Collected data:
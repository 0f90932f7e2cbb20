//! Line classification and chunking.
//!
//! Runs on fence-substituted source. Each chunk is one directive, one block of
//! participant declarations, or one message candidate.

use super::fence::{hidden_lines, FenceTable};
use once_cell::sync::Lazy;
use regex::Regex;

/// Directive prefixes. `#tittle=` is a common misspelling kept as an alias.
pub const TITLE_PREFIXES: &[&str] = &["#title=", "#tittle="];
pub const THEME_PREFIX: &str = "#theme=";

static MESSAGE_SHAPE: Lazy<Regex> =
    Lazy::new(|| Regex::new(r"^(?:\d+\s*|>\s*\d+\s*|>.*:\s*)?[^:]+:").unwrap());

/// Shape of a single source line.
#[derive(Debug, Clone, Copy, PartialEq, Eq)]
pub enum LineKind {
    Blank,
    Directive,
    Participant,
    /// `>` followed by a reference token.
    QuoteHeader,
    /// `---` between a quote header and the message it belongs to.
    QuoteSeparator,
    /// Optional id, optional quote marker, then `name:`.
    MessageHeader,
    Continuation,
}

/// Classify one line on its own, without looking at its neighbours.
pub fn classify(line: &str) -> LineKind {
    let line = line.trim();
    if line.is_empty() {
        return LineKind::Blank;
    }
    if line.starts_with('#') {
        return if is_directive(line) {
            LineKind::Directive
        } else {
            LineKind::Continuation
        };
    }
    if line.starts_with('@') {
        return LineKind::Participant;
    }
    if line == "---" {
        return LineKind::QuoteSeparator;
    }
    if line.len() > 1 && line.starts_with('>') {
        return LineKind::QuoteHeader;
    }
    if MESSAGE_SHAPE.is_match(line) {
        return LineKind::MessageHeader;
    }
    LineKind::Continuation
}

fn is_directive(line: &str) -> bool {
    TITLE_PREFIXES.iter().any(|p| line.starts_with(p)) || line.starts_with(THEME_PREFIX)
}

/// What a chunk is, decided by the line that opened it.
#[derive(Debug, Clone, Copy, PartialEq, Eq)]
pub enum ChunkKind {
    Directive,
    Participants,
    Message,
}

/// A run of lines handled as one unit.
#[derive(Debug, Clone, PartialEq, Eq)]
pub struct Chunk {
    pub kind: ChunkKind,
    /// 1-based line in the original source where the chunk starts.
    pub line: usize,
    /// Trimmed chunk text, lines joined by `\n`.
    pub text: String,
}

/// Where we are inside a quote header.
#[derive(Debug, Clone, Copy, PartialEq, Eq)]
enum QuoteState {
    None,
    /// Saw `> ref`, expecting `---` or the message header.
    Opened,
    /// Saw `---`, expecting the message header.
    Separated,
}

struct OpenChunk {
    kind: ChunkKind,
    line: usize,
    text: String,
}

impl OpenChunk {
    fn new(kind: ChunkKind, line: usize, first: &str) -> Self {
        Self {
            kind,
            line,
            text: first.to_string(),
        }
    }

    fn push_line(&mut self, line: &str) {
        self.text.push('\n');
        self.text.push_str(line);
    }

    fn finish(self) -> Chunk {
        Chunk {
            kind: self.kind,
            line: self.line,
            text: self.text.trim().to_string(),
        }
    }
}

/// Split fence-substituted source into chunks.
///
/// Blank lines are dropped. Directive and participant lines always open a
/// chunk, as do message headers. A `>` line opens a quote chunk only when
/// the next non-blank line is `---` or a message header; the separator and
/// that header then stay in the quote chunk. Continuation lines seen before
/// any chunk is open are discarded.
pub fn chunk_lines(source: &str, fences: &FenceTable) -> Vec<Chunk> {
    let lines: Vec<&str> = source.lines().collect();
    let kinds: Vec<LineKind> = lines.iter().map(|l| classify(l)).collect();

    let mut chunks = Vec::new();
    let mut current: Option<OpenChunk> = None;
    let mut quote = QuoteState::None;
    let mut hidden = 0;

    for (idx, line) in lines.iter().enumerate() {
        let source_line = idx + 1 + hidden;
        hidden += hidden_lines(line, fences);

        let mut kind = kinds[idx];
        if kind == LineKind::QuoteHeader && !opens_quote(&kinds[idx + 1..]) {
            kind = if MESSAGE_SHAPE.is_match(line.trim()) {
                LineKind::MessageHeader
            } else {
                LineKind::Continuation
            };
        }

        let opens = match kind {
            LineKind::Blank => continue,
            LineKind::Directive => Some(ChunkKind::Directive),
            LineKind::Participant => Some(ChunkKind::Participants),
            LineKind::QuoteHeader => Some(ChunkKind::Message),
            LineKind::MessageHeader if quote != QuoteState::None => None,
            LineKind::MessageHeader => Some(ChunkKind::Message),
            LineKind::QuoteSeparator | LineKind::Continuation => None,
        };

        quote = match (kind, quote) {
            (LineKind::QuoteHeader, _) => QuoteState::Opened,
            (LineKind::QuoteSeparator, QuoteState::Opened) => QuoteState::Separated,
            _ => QuoteState::None,
        };

        match opens {
            Some(chunk_kind) => {
                if let Some(done) = current.take() {
                    chunks.push(done.finish());
                }
                current = Some(OpenChunk::new(chunk_kind, source_line, line));
            }
            None => match current.as_mut() {
                Some(open) => open.push_line(line),
                None => {
                    tracing::trace!(line = source_line, "dropping text before first chunk");
                }
            },
        }
    }

    if let Some(done) = current {
        chunks.push(done.finish());
    }
    chunks
}

/// Whether the lines after a `>` line make it a quote header.
fn opens_quote(rest: &[LineKind]) -> bool {
    matches!(
        rest.iter().find(|k| **k != LineKind::Blank),
        Some(LineKind::QuoteSeparator | LineKind::MessageHeader)
    )
}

_What the exercise asks_. Whenever the word "MessageHeader" shows up in a line above, copy that line.

_Response to the task_.
    MessageHeader,
        return LineKind::MessageHeader;
                LineKind::MessageHeader
            LineKind::MessageHeader if quote != QuoteState::None => None,
            LineKind::MessageHeader => Some(ChunkKind::Message),
        Some(LineKind::QuoteSeparator | LineKind::MessageHeader)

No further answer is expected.